# [Problem details]
Counting every line in the entries below where the word "prefetch" occurs, report how many there are. Give only that number.

# [Entries provided]
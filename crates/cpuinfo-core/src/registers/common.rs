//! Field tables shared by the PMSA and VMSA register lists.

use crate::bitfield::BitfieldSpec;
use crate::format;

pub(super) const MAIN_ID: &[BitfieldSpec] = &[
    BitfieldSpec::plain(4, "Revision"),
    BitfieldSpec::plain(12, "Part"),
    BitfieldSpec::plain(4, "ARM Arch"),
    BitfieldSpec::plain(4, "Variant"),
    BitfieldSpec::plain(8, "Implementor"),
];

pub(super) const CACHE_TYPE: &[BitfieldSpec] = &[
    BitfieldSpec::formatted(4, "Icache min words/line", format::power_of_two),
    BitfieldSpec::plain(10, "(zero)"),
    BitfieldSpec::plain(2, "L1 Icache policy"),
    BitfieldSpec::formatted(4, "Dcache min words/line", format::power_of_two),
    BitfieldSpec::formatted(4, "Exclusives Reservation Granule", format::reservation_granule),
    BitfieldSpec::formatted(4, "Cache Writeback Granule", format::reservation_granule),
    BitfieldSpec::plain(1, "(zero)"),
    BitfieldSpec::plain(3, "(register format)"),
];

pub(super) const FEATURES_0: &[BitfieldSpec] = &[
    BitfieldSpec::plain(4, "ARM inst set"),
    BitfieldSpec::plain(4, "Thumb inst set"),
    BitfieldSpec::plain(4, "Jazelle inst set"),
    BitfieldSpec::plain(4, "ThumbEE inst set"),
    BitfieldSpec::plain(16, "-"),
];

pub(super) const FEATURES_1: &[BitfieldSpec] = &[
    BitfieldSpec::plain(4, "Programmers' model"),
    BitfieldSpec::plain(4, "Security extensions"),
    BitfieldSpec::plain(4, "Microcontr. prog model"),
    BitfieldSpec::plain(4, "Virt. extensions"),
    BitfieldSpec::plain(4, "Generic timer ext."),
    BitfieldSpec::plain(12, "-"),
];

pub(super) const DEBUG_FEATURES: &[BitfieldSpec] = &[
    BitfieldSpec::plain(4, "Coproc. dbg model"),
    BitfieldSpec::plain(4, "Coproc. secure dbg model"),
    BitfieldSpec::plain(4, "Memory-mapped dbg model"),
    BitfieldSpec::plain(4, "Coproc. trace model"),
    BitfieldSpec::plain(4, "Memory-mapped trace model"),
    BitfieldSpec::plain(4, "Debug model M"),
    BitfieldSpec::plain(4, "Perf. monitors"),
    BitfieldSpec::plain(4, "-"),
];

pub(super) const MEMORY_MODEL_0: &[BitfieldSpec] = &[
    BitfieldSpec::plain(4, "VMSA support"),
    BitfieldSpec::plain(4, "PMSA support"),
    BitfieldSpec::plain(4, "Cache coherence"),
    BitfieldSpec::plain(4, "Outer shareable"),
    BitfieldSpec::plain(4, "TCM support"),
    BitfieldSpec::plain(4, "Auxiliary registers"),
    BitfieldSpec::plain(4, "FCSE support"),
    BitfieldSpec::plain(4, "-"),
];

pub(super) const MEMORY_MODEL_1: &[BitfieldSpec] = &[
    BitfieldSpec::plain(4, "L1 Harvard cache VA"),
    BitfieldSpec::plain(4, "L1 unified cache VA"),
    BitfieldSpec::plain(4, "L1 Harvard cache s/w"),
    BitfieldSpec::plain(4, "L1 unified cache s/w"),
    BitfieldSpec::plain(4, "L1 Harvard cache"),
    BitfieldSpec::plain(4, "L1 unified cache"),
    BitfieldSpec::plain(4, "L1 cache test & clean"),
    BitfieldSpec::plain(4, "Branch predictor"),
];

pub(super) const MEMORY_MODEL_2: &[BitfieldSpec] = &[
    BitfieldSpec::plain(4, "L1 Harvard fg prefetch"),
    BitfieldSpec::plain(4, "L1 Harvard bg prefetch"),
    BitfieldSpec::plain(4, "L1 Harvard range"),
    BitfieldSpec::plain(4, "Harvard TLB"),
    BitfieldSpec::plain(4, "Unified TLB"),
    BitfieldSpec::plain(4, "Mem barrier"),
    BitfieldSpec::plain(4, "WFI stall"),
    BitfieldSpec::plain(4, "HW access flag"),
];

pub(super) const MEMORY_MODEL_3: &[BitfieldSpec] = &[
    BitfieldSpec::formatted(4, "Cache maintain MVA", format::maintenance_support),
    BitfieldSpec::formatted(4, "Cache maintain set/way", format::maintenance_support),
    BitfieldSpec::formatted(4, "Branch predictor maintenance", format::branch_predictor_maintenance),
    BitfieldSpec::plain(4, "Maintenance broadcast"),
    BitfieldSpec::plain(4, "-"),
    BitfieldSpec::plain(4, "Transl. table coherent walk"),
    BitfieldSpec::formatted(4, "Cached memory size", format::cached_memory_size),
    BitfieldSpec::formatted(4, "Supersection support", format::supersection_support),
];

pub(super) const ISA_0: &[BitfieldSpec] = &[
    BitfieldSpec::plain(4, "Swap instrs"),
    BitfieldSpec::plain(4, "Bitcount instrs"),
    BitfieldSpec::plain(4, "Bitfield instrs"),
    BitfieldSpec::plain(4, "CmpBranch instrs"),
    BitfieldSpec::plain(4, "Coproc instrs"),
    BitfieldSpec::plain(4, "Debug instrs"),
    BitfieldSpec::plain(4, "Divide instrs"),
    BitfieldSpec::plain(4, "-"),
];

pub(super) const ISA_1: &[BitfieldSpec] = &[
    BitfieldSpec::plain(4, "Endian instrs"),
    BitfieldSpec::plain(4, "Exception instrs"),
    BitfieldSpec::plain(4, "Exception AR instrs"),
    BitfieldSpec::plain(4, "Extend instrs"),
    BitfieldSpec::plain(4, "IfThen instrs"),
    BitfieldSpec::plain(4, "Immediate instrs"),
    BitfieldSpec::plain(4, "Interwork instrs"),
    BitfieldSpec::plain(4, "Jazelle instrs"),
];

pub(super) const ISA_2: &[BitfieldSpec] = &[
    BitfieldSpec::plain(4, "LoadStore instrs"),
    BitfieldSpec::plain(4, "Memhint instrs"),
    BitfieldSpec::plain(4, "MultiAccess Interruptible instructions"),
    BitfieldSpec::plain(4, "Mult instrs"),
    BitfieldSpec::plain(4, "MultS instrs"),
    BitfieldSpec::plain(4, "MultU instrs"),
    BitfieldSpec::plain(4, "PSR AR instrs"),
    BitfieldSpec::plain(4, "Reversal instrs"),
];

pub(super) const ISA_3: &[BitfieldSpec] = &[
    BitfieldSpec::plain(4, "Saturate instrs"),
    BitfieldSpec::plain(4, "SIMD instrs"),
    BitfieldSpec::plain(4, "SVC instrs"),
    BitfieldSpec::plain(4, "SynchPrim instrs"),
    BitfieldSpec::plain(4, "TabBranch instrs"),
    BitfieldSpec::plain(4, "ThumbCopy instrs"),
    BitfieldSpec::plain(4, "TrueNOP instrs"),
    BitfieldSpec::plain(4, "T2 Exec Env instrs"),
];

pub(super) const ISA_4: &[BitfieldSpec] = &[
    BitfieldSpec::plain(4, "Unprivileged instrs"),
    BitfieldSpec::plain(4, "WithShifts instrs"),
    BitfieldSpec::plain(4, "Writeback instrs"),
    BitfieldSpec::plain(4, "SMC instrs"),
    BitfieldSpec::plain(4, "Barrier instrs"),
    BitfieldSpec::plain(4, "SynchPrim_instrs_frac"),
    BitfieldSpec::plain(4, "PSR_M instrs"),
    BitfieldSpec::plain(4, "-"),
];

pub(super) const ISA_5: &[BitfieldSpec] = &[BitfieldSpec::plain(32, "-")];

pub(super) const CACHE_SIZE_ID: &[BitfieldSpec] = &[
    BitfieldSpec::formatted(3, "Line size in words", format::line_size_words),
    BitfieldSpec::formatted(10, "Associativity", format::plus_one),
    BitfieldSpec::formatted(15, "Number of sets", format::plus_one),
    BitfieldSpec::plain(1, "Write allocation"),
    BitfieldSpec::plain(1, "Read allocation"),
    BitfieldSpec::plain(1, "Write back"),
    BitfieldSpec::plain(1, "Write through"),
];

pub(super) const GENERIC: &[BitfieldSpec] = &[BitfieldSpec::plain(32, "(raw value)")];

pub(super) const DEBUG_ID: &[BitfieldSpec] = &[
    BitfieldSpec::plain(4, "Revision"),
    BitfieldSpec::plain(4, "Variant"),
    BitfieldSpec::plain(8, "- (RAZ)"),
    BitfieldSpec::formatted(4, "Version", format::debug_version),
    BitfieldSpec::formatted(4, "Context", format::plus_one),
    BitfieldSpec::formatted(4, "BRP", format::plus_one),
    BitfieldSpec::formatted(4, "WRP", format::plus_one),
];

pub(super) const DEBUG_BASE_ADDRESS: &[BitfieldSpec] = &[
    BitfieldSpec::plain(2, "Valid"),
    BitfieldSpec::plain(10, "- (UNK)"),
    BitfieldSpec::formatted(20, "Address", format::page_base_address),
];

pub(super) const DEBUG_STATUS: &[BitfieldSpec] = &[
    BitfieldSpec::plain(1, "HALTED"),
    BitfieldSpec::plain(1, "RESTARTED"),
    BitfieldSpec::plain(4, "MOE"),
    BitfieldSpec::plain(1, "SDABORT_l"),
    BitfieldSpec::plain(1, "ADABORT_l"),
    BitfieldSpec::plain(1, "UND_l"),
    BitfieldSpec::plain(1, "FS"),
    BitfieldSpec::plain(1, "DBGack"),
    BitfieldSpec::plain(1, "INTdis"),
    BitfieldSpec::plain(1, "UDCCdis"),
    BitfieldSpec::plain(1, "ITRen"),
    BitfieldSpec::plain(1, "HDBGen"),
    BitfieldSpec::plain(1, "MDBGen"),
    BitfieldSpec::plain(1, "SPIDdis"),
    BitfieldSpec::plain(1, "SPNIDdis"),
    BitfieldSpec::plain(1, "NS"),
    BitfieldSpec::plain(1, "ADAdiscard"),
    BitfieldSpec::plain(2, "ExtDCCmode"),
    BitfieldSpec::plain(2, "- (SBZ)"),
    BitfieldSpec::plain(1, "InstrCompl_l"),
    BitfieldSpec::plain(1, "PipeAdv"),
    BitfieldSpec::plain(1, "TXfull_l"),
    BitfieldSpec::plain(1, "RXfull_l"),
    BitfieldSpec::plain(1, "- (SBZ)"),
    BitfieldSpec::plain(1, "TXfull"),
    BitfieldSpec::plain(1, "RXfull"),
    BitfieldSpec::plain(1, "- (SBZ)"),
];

# [Exercise solution]
2